Нежные извинения и глубокие сожаления — все, что могли выразить слова, — содержалось в нем. Тут были прощальные приветы всем: и г-ну Дювалю, и г-же Дюваль, и даже Эдуарду. Сесиль посылала г-ну Дювалю ключ от домика со словами, что если бы у нее были деньги, то, даже уезжая и покидая Англию навсегда, она сохранила бы этот маленький дом как святыню своей юности; но она была бедна и потому от имени маркизы вновь обращалась к г-ну Дювалю с просьбой продать находившуюся там мебель и переслать деньги бабушке.

Письмо вместе с ключом от дома было передано герцогине де Лорж, которая обязалась на следующий же день переслать и то и другое своему бывшему управляющему.

Прощаясь с подругой, г-жа де Лорж не раз предлагала маркизе деньги: между порядочными людьми такого рода предложения, когда они принимаются, даже не считаются за услугу; но после продажи остатка бриллиантов у маркизы было более чем достаточно средств — по крайней мере, ей так казалось, — чтобы спокойно ожидать возврата своего имущества.

Наконец пришло время садиться в экипаж. Сесиль отдала бы все на свете за то, чтобы получить возможность обнять г-на и г-жу Дюваль и пожать руку Эдуарду. В глубине души она чувствовала, что поступать таким образом — почти неблагодарность; но, как мы уже говорили, она не была вольна следовать велениям собственного сердца. Опустившись на колени, Сесиль попросила прощения у матери и, когда ей пришли сказать, что экипаж ждет, она ответила, что уже готова.

То было еще одно весьма печальное событие для Сесиль — отъезд из Лондона дождливой ночью, не сказав последнее прости никому, кроме герцогини, которую она едва знала.

Когда они пересекали Лондон, которого Сесиль никогда не видела, девушка даже не выглянула ни разу; потом по изменению мостовой под колесами и более чистому воздуху она поняла, что они уже в сельской местности.

Так как они ехали на перекладных, останавливаясь лишь для того, чтобы сменить лошадей, то путь проделали быстро и в пять часов утра уже прибыли в Дувр.

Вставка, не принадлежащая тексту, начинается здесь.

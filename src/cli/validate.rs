use std::path::PathBuf;

use advisor::{Config, load_catalog};
use anyhow::Context;
use clap::Parser;
use tracing::instrument;

use super::terminal::Colorize;

#[derive(Debug, Parser)]
#[command(about = "Check that a catalog file loads cleanly")]
pub struct Command {
    /// The catalog file to check
    file: PathBuf,

    /// Suppress all output except errors
    #[arg(long, short)]
    quiet: bool,
}

impl Command {
    #[instrument(level = "debug", skip(self, config))]
    pub fn run(self, config: &Config) -> anyhow::Result<()> {
        let catalog = load_catalog(&self.file, config.bucket_count())
            .with_context(|| format!("{} is not a valid catalog", self.file.display()))?;

        if self.quiet {
            return Ok(());
        }

        println!(
            "{}",
            format!(
                "✅ {} courses loaded from {}",
                catalog.len(),
                self.file.display()
            )
            .success()
        );
        println!(
            "{}",
            format!(
                "   {} of {} buckets used, longest chain {}",
                catalog.occupied_buckets(),
                catalog.bucket_count(),
                catalog.longest_chain()
            )
            .info()
        );

        Ok(())
    }
}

Экипаж остановился во дворе гостиницы; свет двух или трех фонарей ударил в лицо Сесиль, она открыла глаза, все еще не очнувшись от дремоты, вызванной дорожной тряской, и первым, кого она увидела, был Анри.

Анри ожидал их приезда.

Сесиль почувствовала, как лицо ее заливает краска, и поспешила опустить вуаль.

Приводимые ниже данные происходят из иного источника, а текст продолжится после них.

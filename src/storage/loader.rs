//! Reading catalog files line by line.

use std::{
    fs::File,
    io::{self, BufRead, BufReader},
    path::{Path, PathBuf},
};

use tracing::instrument;

/// Errors that can occur when reading a catalog file.
#[derive(Debug, thiserror::Error)]
pub enum ReadError {
    /// No file exists at the path.
    #[error("unable to open {}: file not found", .0.display())]
    NotFound(PathBuf),
    /// The file exists but could not be opened or read.
    #[error("unable to read {}: {source}", path.display())]
    Unreadable {
        /// The path that was being read.
        path: PathBuf,
        /// The underlying I/O error.
        #[source]
        source: io::Error,
    },
}

/// Reads a text file into its lines.
///
/// Line terminators (`\n` or `\r\n`) are stripped. The file is closed before
/// this function returns, whether or not reading succeeded.
///
/// # Errors
///
/// Returns an error if the file does not exist or cannot be read as text.
#[instrument(level = "debug")]
pub fn read_lines(path: &Path) -> Result<Vec<String>, ReadError> {
    let unreadable = |source| ReadError::Unreadable {
        path: path.to_path_buf(),
        source,
    };

    let file = File::open(path).map_err(|io_error| match io_error.kind() {
        io::ErrorKind::NotFound => ReadError::NotFound(path.to_path_buf()),
        _ => unreadable(io_error),
    })?;

    BufReader::new(file)
        .lines()
        .collect::<Result<Vec<_>, _>>()
        .map_err(unreadable)
}
//! Course Catalog Advising
//!
//! A course catalog is a comma-separated text file. It is loaded into an
//! in-memory [`Catalog`] and queried by course number.

pub mod domain;
pub use domain::{
    Catalog, Config, Course, CourseId, Detail, ListingEntry, detail_view, sorted_listing,
};

/// Reading and parsing catalog files.
pub mod storage;
pub use storage::{LoadError, ParseError, ReadError, load_catalog};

Анри подал руку маркизе, чтобы помочь ей выйти из экипажа, затем — Сесиль: впервые рука девушки коснулась руки Анри. Ощутив, как дрожит эта рука, молодой человек даже не осмелился пожать ее.

К прибытию путников в гостинице были приготовлены комнаты; сразу чувствовалось, что все организовано с предупредительным вниманием. Судно отплывало лишь в десять часов утра, и обе путешественницы могли еще немного отдохнуть.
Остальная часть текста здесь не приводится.